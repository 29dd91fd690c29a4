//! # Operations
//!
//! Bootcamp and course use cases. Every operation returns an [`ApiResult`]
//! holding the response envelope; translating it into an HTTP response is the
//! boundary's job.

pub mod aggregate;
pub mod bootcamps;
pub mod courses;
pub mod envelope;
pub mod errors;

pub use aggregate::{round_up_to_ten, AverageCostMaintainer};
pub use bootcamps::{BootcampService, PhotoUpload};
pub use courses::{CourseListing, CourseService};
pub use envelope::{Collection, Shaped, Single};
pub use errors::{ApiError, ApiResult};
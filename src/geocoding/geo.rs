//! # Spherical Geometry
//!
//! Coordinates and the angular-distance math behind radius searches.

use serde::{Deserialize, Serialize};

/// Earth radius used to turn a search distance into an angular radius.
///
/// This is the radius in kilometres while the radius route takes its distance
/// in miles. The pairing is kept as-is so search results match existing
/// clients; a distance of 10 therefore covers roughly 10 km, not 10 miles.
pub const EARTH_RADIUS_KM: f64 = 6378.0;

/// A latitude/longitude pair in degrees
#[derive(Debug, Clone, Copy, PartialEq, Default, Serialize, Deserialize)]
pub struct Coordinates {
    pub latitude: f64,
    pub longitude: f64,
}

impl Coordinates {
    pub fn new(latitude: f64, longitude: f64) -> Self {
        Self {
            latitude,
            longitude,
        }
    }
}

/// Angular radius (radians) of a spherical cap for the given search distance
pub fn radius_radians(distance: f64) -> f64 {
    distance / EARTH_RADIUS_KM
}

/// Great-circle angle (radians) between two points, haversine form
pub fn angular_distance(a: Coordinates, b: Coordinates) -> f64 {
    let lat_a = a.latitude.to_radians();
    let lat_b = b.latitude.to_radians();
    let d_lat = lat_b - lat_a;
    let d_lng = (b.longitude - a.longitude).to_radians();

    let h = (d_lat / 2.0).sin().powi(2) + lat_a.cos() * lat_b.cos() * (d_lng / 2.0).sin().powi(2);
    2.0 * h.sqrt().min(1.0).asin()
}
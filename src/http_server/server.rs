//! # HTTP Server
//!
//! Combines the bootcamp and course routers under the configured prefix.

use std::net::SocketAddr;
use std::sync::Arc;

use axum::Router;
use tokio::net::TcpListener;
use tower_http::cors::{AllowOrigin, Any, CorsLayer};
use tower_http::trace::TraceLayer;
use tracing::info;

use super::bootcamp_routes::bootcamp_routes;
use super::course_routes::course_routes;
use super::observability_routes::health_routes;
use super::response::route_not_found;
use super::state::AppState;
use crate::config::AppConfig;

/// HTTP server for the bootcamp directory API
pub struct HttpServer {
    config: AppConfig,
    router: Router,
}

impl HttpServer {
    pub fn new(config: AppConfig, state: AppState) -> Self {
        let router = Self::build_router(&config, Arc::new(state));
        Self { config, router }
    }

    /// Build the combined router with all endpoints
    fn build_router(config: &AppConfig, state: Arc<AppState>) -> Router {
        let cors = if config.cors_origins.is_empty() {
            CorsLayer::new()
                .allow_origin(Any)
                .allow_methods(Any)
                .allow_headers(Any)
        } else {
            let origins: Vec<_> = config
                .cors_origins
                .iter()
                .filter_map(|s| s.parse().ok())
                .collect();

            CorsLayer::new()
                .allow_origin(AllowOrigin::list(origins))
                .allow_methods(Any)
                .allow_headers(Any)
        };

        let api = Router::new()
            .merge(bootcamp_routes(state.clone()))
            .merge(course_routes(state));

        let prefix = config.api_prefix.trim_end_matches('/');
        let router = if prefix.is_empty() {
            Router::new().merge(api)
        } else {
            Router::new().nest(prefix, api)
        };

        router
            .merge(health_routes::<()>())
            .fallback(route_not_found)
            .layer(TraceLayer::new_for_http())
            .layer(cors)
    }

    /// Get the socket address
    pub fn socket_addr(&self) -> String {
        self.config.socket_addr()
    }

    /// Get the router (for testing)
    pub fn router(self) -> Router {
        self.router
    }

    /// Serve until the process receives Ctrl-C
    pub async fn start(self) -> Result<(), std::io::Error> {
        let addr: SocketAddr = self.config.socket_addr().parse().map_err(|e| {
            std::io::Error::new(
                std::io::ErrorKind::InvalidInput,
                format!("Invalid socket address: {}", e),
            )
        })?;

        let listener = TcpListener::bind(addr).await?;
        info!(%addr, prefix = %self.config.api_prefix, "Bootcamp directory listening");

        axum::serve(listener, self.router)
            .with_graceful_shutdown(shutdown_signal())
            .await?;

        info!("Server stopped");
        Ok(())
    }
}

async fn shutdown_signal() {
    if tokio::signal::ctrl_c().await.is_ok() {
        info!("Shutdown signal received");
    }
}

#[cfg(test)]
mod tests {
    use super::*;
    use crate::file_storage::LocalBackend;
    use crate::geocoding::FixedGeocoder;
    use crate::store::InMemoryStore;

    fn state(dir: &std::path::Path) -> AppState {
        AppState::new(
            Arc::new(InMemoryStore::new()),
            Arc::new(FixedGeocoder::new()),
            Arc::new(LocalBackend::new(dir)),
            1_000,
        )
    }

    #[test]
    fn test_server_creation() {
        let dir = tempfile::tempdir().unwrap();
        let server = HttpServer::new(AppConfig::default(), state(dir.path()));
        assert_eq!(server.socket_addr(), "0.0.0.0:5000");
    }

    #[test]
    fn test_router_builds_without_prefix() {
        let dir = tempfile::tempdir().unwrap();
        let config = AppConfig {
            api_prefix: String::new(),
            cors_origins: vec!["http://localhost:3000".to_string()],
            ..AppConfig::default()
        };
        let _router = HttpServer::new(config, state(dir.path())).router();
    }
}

To do:
Repeat all of the data exactly. Include every line.

Solution:
repository 29dd91fd690c29a4
//! # Operations
//!
//! Bootcamp and course use cases. Every operation returns an [`ApiResult`]
//! holding the response envelope; translating it into an HTTP response is the
//! boundary's job.

pub mod aggregate;
pub mod bootcamps;
pub mod courses;
pub mod envelope;
pub mod errors;

pub use aggregate::{round_up_to_ten, AverageCostMaintainer};
pub use bootcamps::{BootcampService, PhotoUpload};
pub use courses::{CourseListing, CourseService};
pub use envelope::{Collection, Shaped, Single};
pub use errors::{ApiError, ApiResult};
filename src/geocoding/geo.rs
//! # Spherical Geometry
//!
//! Coordinates and the angular-distance math behind radius searches.

use serde::{Deserialize, Serialize};

/// Earth radius used to turn a search distance into an angular radius.
///
/// This is the radius in kilometres while the radius route takes its distance
/// in miles. The pairing is kept as-is so search results match existing
/// clients; a distance of 10 therefore covers roughly 10 km, not 10 miles.
pub const EARTH_RADIUS_KM: f64 = 6378.0;

/// A latitude/longitude pair in degrees
#[derive(Debug, Clone, Copy, PartialEq, Default, Serialize, Deserialize)]
pub struct Coordinates {
    pub latitude: f64,
    pub longitude: f64,
}

impl Coordinates {
    pub fn new(latitude: f64, longitude: f64) -> Self {
        Self {
            latitude,
            longitude,
        }
    }
}

/// Angular radius (radians) of a spherical cap for the given search distance
pub fn radius_radians(distance: f64) -> f64 {
    distance / EARTH_RADIUS_KM
}

/// Great-circle angle (radians) between two points, haversine form
pub fn angular_distance(a: Coordinates, b: Coordinates) -> f64 {
    let lat_a = a.latitude.to_radians();
    let lat_b = b.latitude.to_radians();
    let d_lat = lat_b - lat_a;
    let d_lng = (b.longitude - a.longitude).to_radians();

    let h = (d_lat / 2.0).sin().powi(2) + lat_a.cos() * lat_b.cos() * (d_lng / 2.0).sin().powi(2);
    2.0 * h.sqrt().min(1.0).asin()
}
filename src/http_server/server.rs
//! # HTTP Server
//!
//! Combines the bootcamp and course routers under the configured prefix.

use std::net::SocketAddr;
use std::sync::Arc;

use axum::Router;
use tokio::net::TcpListener;
use tower_http::cors::{AllowOrigin, Any, CorsLayer};
use tower_http::trace::TraceLayer;
use tracing::info;

use super::bootcamp_routes::bootcamp_routes;
use super::course_routes::course_routes;
use super::observability_routes::health_routes;
use super::response::route_not_found;
use super::state::AppState;
use crate::config::AppConfig;

/// HTTP server for the bootcamp directory API
pub struct HttpServer {
    config: AppConfig,
    router: Router,
}

impl HttpServer {
    pub fn new(config: AppConfig, state: AppState) -> Self {
        let router = Self::build_router(&config, Arc::new(state));
        Self { config, router }
    }

    /// Build the combined router with all endpoints
    fn build_router(config: &AppConfig, state: Arc<AppState>) -> Router {
        let cors = if config.cors_origins.is_empty() {
            CorsLayer::new()
                .allow_origin(Any)
                .allow_methods(Any)
                .allow_headers(Any)
        } else {
            let origins: Vec<_> = config
                .cors_origins
                .iter()
                .filter_map(|s| s.parse().ok())
                .collect();

            CorsLayer::new()
                .allow_origin(AllowOrigin::list(origins))
                .allow_methods(Any)
                .allow_headers(Any)
        };

        let api = Router::new()
            .merge(bootcamp_routes(state.clone()))
            .merge(course_routes(state));

        let prefix = config.api_prefix.trim_end_matches('/');
        let router = if prefix.is_empty() {
            Router::new().merge(api)
        } else {
            Router::new().nest(prefix, api)
        };

        router
            .merge(health_routes::<()>())
            .fallback(route_not_found)
            .layer(TraceLayer::new_for_http())
            .layer(cors)
    }

    /// Get the socket address
    pub fn socket_addr(&self) -> String {
        self.config.socket_addr()
    }

    /// Get the router (for testing)
    pub fn router(self) -> Router {
        self.router
    }

    /// Serve until the process receives Ctrl-C
    pub async fn start(self) -> Result<(), std::io::Error> {
        let addr: SocketAddr = self.config.socket_addr().parse().map_err(|e| {
            std::io::Error::new(
                std::io::ErrorKind::InvalidInput,
                format!("Invalid socket address: {}", e),
            )
        })?;

        let listener = TcpListener::bind(addr).await?;
        info!(%addr, prefix = %self.config.api_prefix, "Bootcamp directory listening");

        axum::serve(listener, self.router)
            .with_graceful_shutdown(shutdown_signal())
            .await?;

        info!("Server stopped");
        Ok(())
    }
}

async fn shutdown_signal() {
    if tokio::signal::ctrl_c().await.is_ok() {
        info!("Shutdown signal received");
    }
}

#[cfg(test)]
mod tests {
    use super::*;
    use crate::file_storage::LocalBackend;
    use crate::geocoding::FixedGeocoder;
    use crate::store::InMemoryStore;

    fn state(dir: &std::path::Path) -> AppState {
        AppState::new(
            Arc::new(InMemoryStore::new()),
            Arc::new(FixedGeocoder::new()),
            Arc::new(LocalBackend::new(dir)),
            1_000,
        )
    }

    #[test]
    fn test_server_creation() {
        let dir = tempfile::tempdir().unwrap();
        let server = HttpServer::new(AppConfig::default(), state(dir.path()));
        assert_eq!(server.socket_addr(), "0.0.0.0:5000");
    }

    #[test]
    fn test_router_builds_without_prefix() {
        let dir = tempfile::tempdir().unwrap();
        let config = AppConfig {
            api_prefix: String::new(),
            cors_origins: vec!["http://localhost:3000".to_string()],
            ..AppConfig::default()
        };
        let _router = HttpServer::new(config, state(dir.path())).router();
    }
}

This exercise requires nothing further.